[Dataset entries]
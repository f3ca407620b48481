//! Runtime values and scopes for the sandbox interpreter.
//!
//! Values are single-threaded (`Rc`). A component and everything it creates
//! lives and dies inside one pipeline run.

use std::{cell::RefCell, collections::HashMap, fmt, ops::Deref, rc::Rc, sync::Arc};

use forge_markup::ast;
use indexmap::IndexMap;

use crate::{
  error::RenderError,
  html::{Extent, Node},
  primitive::Primitive,
};

pub type Object = IndexMap<String, Value>;

#[derive(Debug, Clone)]
pub enum Value {
  Undefined,
  Null,
  Bool(bool),
  Number(f64),
  Str(Rc<str>),
  Array(Rc<Measured<Vec<Value>>>),
  Object(Rc<Measured<Object>>),
  Function(Rc<Callable>),
  Node(Rc<Node>),
}

/// A container with the [`Extent`] of everything reachable from it, worked
/// out once when it is built. Arrays can share items, so walking them again
/// could cost far more than their memory.
#[derive(Debug, Clone)]
pub struct Measured<T> {
  inner:  T,
  extent: Extent,
}

impl<T> Measured<T> {
  pub fn extent(&self) -> Extent { self.extent }

  pub fn into_inner(self) -> T { self.inner }
}

impl<T> Deref for Measured<T> {
  type Target = T;

  fn deref(&self) -> &T { &self.inner }
}

/// Extent of `values` held in one container: one level deeper, and one
/// separator byte between neighbours as `join` would print them.
fn enclosing<'a>(values: impl Iterator<Item = &'a Value>) -> Extent {
  let mut extent = Extent::default();
  let mut count = 0usize;
  for value in values {
    extent = extent.beside(value.extent());
    count += 1;
  }
  Extent {
    depth: extent.depth + 1,
    bytes: extent.bytes.saturating_add(count.saturating_sub(1)),
    ..extent
  }
}

pub enum Callable {
  Closure {
    function: Arc<ast::Function>,
    scope:    Rc<Scope>,
  },
  Native(Native),
}

impl fmt::Debug for Callable {
  fn fmt(&self, f: &mut fmt::Formatter<'_>) -> fmt::Result {
    // Closures can reach themselves through their scope; never print it.
    match self {
      Self::Closure { function, .. } => {
        write!(f, "Closure({})", function.name.as_deref().unwrap_or("anonymous"))
      }
      Self::Native(native) => write!(f, "Native({native:?})"),
    }
  }
}

/// Host-implemented functions exposed through the sandbox binding.
#[derive(Debug, Clone, Copy, PartialEq, Eq)]
pub enum Native {
  /// The setter returned by `useState`; drawing is a static snapshot.
  Noop,
  UseState,
  UseEffect,
  UseMemo,
  UseCallback,
  Fragment,
  Primitive(Primitive),
}

impl Value {
  pub fn str(s: &str) -> Self { Value::Str(Rc::from(s)) }

  pub fn native(native: Native) -> Self {
    Value::Function(Rc::new(Callable::Native(native)))
  }

  pub fn array(items: Vec<Value>) -> Self {
    let extent = enclosing(items.iter());
    Value::Array(Rc::new(Measured {
      inner: items,
      extent,
    }))
  }

  pub fn object(entries: Object) -> Self {
    let extent = enclosing(entries.values());
    Value::Object(Rc::new(Measured {
      inner: entries,
      extent,
    }))
  }

  pub fn node(node: Node) -> Self { Value::Node(Rc::new(node)) }

  /// How deep, how many elements and how many bytes this value would draw
  /// or print as, counting shared items once per reference.
  pub fn extent(&self) -> Extent {
    match self {
      Value::Undefined | Value::Null | Value::Function(_) => Extent::default(),
      Value::Bool(b) => Extent {
        bytes: if *b { 4 } else { 5 },
        ..Extent::default()
      },
      Value::Number(n) => Extent {
        bytes: format_number(*n).len(),
        ..Extent::default()
      },
      Value::Str(s) => Extent {
        bytes: s.len(),
        ..Extent::default()
      },
      Value::Array(items) => items.extent(),
      Value::Object(fields) => fields.extent(),
      Value::Node(node) => node.extent(),
    }
  }

  pub fn is_nullish(&self) -> bool { matches!(self, Value::Undefined | Value::Null) }

  pub fn truthy(&self) -> bool {
    match self {
      Value::Undefined | Value::Null => false,
      Value::Bool(b) => *b,
      Value::Number(n) => *n != 0.0 && !n.is_nan(),
      Value::Str(s) => !s.is_empty(),
      _ => true,
    }
  }

  /// The result of `typeof`.
  pub fn type_of(&self) -> &'static str {
    match self {
      Value::Undefined => "undefined",
      Value::Bool(_) => "boolean",
      Value::Number(_) => "number",
      Value::Str(_) => "string",
      Value::Function(_) => "function",
      Value::Null | Value::Array(_) | Value::Object(_) | Value::Node(_) => "object",
    }
  }

  pub fn to_number(&self) -> f64 {
    match self {
      Value::Undefined => f64::NAN,
      Value::Null => 0.0,
      Value::Bool(b) => f64::from(u8::from(*b)),
      Value::Number(n) => *n,
      Value::Str(s) => {
        let s = s.trim();
        if s.is_empty() {
          0.0
        } else {
          s.parse().unwrap_or(f64::NAN)
        }
      }
      Value::Array(items) if items.is_empty() => 0.0,
      Value::Array(items) if items.len() == 1 => items[0].to_number(),
      _ => f64::NAN,
    }
  }

  /// String conversion as used by `+`, templates and `join`.
  pub fn to_display(&self) -> String {
    match self {
      Value::Undefined => "undefined".to_string(),
      Value::Null => "null".to_string(),
      Value::Bool(b) => b.to_string(),
      Value::Number(n) => format_number(*n),
      Value::Str(s) => s.to_string(),
      Value::Array(items) => join(items, ","),
      Value::Object(_) | Value::Node(_) => "[object Object]".to_string(),
      Value::Function(_) => "function".to_string(),
    }
  }

  fn is_primitive(&self) -> bool {
    !matches!(
      self,
      Value::Array(_) | Value::Object(_) | Value::Function(_) | Value::Node(_)
    )
  }

  /// `===`
  pub fn strict_eq(&self, other: &Value) -> bool {
    match (self, other) {
      (Value::Undefined, Value::Undefined) | (Value::Null, Value::Null) => true,
      (Value::Bool(a), Value::Bool(b)) => a == b,
      (Value::Number(a), Value::Number(b)) => a == b,
      (Value::Str(a), Value::Str(b)) => a == b,
      (Value::Array(a), Value::Array(b)) => Rc::ptr_eq(a, b),
      (Value::Object(a), Value::Object(b)) => Rc::ptr_eq(a, b),
      (Value::Function(a), Value::Function(b)) => Rc::ptr_eq(a, b),
      (Value::Node(a), Value::Node(b)) => Rc::ptr_eq(a, b),
      _ => false,
    }
  }

  /// `==`
  pub fn loose_eq(&self, other: &Value) -> bool {
    match (self, other) {
      (a, b) if a.is_nullish() || b.is_nullish() => a.is_nullish() && b.is_nullish(),
      (Value::Str(a), Value::Str(b)) => a == b,
      (a, b) if a.is_primitive() && b.is_primitive() => a.to_number() == b.to_number(),
      (a, b) if a.is_primitive() || b.is_primitive() => {
        a.to_display() == b.to_display()
      }
      (a, b) => a.strict_eq(b),
    }
  }

  /// Key used when this value indexes an object or array.
  pub fn to_property_key(&self) -> String {
    match self {
      Value::Number(n) => format_number(*n),
      other => other.to_display(),
    }
  }

  /// Append the nodes this value draws as a child, taking them over
  /// without a copy when nothing else holds them.
  ///
  /// `null`, `undefined`, booleans and empty strings draw nothing, as do
  /// functions. The interpreter checks [`Value::extent`] against its limits
  /// before calling this; the copy made here is never larger than that.
  pub fn append_nodes(self, out: &mut Vec<Node>) -> Result<(), RenderError> {
    match self {
      Value::Undefined | Value::Null | Value::Bool(_) | Value::Function(_) => {}
      Value::Number(n) => out.push(Node::text(format_number(n))),
      Value::Str(s) if s.is_empty() => {}
      Value::Str(s) => out.push(Node::text(s.to_string())),
      Value::Array(items) => {
        for item in Rc::unwrap_or_clone(items).into_inner() {
          item.append_nodes(out)?;
        }
      }
      Value::Node(node) => match Rc::unwrap_or_clone(node) {
        Node::Fragment(children) => out.extend(children),
        node => out.push(node),
      },
      Value::Object(_) => return Err(RenderError::InvalidChild("object")),
    }
    Ok(())
  }

  pub fn into_nodes(self) -> Result<Vec<Node>, RenderError> {
    let mut out = Vec::new();
    self.append_nodes(&mut out)?;
    Ok(out)
  }
}

pub fn join(items: &[Value], separator: &str) -> String {
  items
    .iter()
    .map(|item| match item {
      Value::Undefined | Value::Null => String::new(),
      other => other.to_display(),
    })
    .collect::<Vec<_>>()
    .join(separator)
}

/// Number to string the way a browser prints it: integral values have no
/// decimal point, and very large or very small magnitudes use an exponent.
pub fn format_number(n: f64) -> String {
  if n.is_nan() {
    "NaN".to_string()
  } else if n.is_infinite() {
    let sign = if n > 0.0 { "" } else { "-" };
    format!("{sign}Infinity")
  } else if n == 0.0 {
    "0".to_string()
  } else if n.abs() >= 1e21 || n.abs() < 1e-6 {
    let formatted = format!("{n:e}");
    match formatted.split_once('e') {
      Some((mantissa, exponent)) if !exponent.starts_with('-') => {
        format!("{mantissa}e+{exponent}")
      }
      _ => formatted,
    }
  } else if n.fract() == 0.0 && n.abs() < 9_007_199_254_740_992.0 {
    format!("{}", n as i64)
  } else {
    format!("{n}")
  }
}

// ─── Scopes ──────────────────────────────────────────────────────────────────

/// One level of the lexical scope chain. The root level is the sandbox
/// binding; there is nothing above it.
#[derive(Default)]
pub struct Scope {
  vars:   RefCell<HashMap<String, Value>>,
  parent: Option<Rc<Scope>>,
}

impl Scope {
  pub fn root(vars: HashMap<String, Value>) -> Self {
    Self {
      vars:   RefCell::new(vars),
      parent: None,
    }
  }

  pub fn child(parent: &Rc<Scope>) -> Self {
    Self {
      vars:   RefCell::default(),
      parent: Some(Rc::clone(parent)),
    }
  }

  pub fn define(&self, name: &str, value: Value) {
    self.vars.borrow_mut().insert(name.to_string(), value);
  }

  pub fn lookup(&self, name: &str) -> Option<Value> {
    if let Some(value) = self.vars.borrow().get(name) {
      return Some(value.clone());
    }
    self.parent.as_ref()?.lookup(name)
  }

  /// Drop every binding, breaking closure reference cycles.
  pub fn clear(&self) { self.vars.borrow_mut().clear(); }
}

#[cfg(test)]
mod tests {
  use super::*;
  use crate::html::Element;

  #[test]
  fn number_formatting() {
    assert_eq!(format_number(3.0), "3");
    assert_eq!(format_number(-0.0), "0");
    assert_eq!(format_number(2.5), "2.5");
    assert_eq!(format_number(f64::NAN), "NaN");
    assert_eq!(format_number(f64::NEG_INFINITY), "-Infinity");
    assert_eq!(format_number(1e21), "1e+21");
    assert_eq!(format_number(-2.5e300), "-2.5e+300");
    assert_eq!(format_number(1.5e-7), "1.5e-7");
    assert_eq!(format_number(1e20), "100000000000000000000");
  }

  #[test]
  fn truthiness() {
    assert!(!Value::str("").truthy());
    assert!(Value::str("0").truthy());
    assert!(!Value::Number(0.0).truthy());
    assert!(!Value::Number(f64::NAN).truthy());
    assert!(Value::array(vec![]).truthy());
    assert!(!Value::Null.truthy());
  }

  #[test]
  fn equality() {
    assert!(Value::Null.loose_eq(&Value::Undefined));
    assert!(!Value::Null.strict_eq(&Value::Undefined));
    assert!(Value::Number(1.0).loose_eq(&Value::str("1")));
    assert!(!Value::Number(1.0).strict_eq(&Value::str("1")));
    assert!(!Value::Number(0.0).loose_eq(&Value::Null));
    let a = Value::array(vec![]);
    assert!(a.strict_eq(&a.clone()));
    assert!(!a.strict_eq(&Value::array(vec![])));
  }

  #[test]
  fn display_of_arrays_skips_nullish() {
    let v = Value::array(vec![Value::Number(1.0), Value::Null, Value::str("x")]);
    assert_eq!(v.to_display(), "1,,x");
  }

  #[test]
  fn objects_cannot_be_drawn() {
    let err = Value::object(Object::new()).into_nodes().unwrap_err();
    assert_eq!(err, RenderError::InvalidChild("object"));
    assert!(Value::Bool(true).into_nodes().unwrap().is_empty());
    assert!(Value::str("").into_nodes().unwrap().is_empty());
  }

  #[test]
  fn shared_items_count_once_per_reference() {
    let leaf = Value::node(Element::new("b").child(Node::text("x")).into());
    let mut value = leaf;
    for _ in 0..10 {
      value = Value::array(vec![value.clone(), value]);
    }
    let extent = value.extent();
    assert_eq!(extent.elements, 1024);
    assert_eq!(extent.depth, 11);
    // 1024 `<b>x</b>` plus a separator between every pair of neighbours.
    assert_eq!(extent.bytes, 1024 * 8 + 1023);
  }

  #[test]
  fn drawn_fragments_are_spliced_into_their_parent() {
    let fragment = Value::node(Node::fragment(vec![Node::text("a"), Node::text("b")]));
    let value = Value::array(vec![fragment, Value::Number(1.0)]);
    assert_eq!(value.into_nodes().unwrap(), vec![
      Node::text("a"),
      Node::text("b"),
      Node::text("1"),
    ]);
  }

  #[test]
  fn scope_lookup_walks_parents_only() {
    let root = Rc::new(Scope::root(HashMap::from([(
      "a".to_string(),
      Value::Number(1.0),
    )])));
    let child = Scope::child(&root);
    child.define("b", Value::Number(2.0));
    assert!(child.lookup("a").is_some());
    assert!(root.lookup("b").is_none());
    assert!(child.lookup("window").is_none());
  }
}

◆ **EXERCISE BRIEF**: Return every line of the preceding records in which the word "neighbours" appears.

◆ **WRITTEN ANSWER**:
/// separator byte between neighbours as `join` would print them.
    // 1024 `<b>x</b>` plus a separator between every pair of neighbours.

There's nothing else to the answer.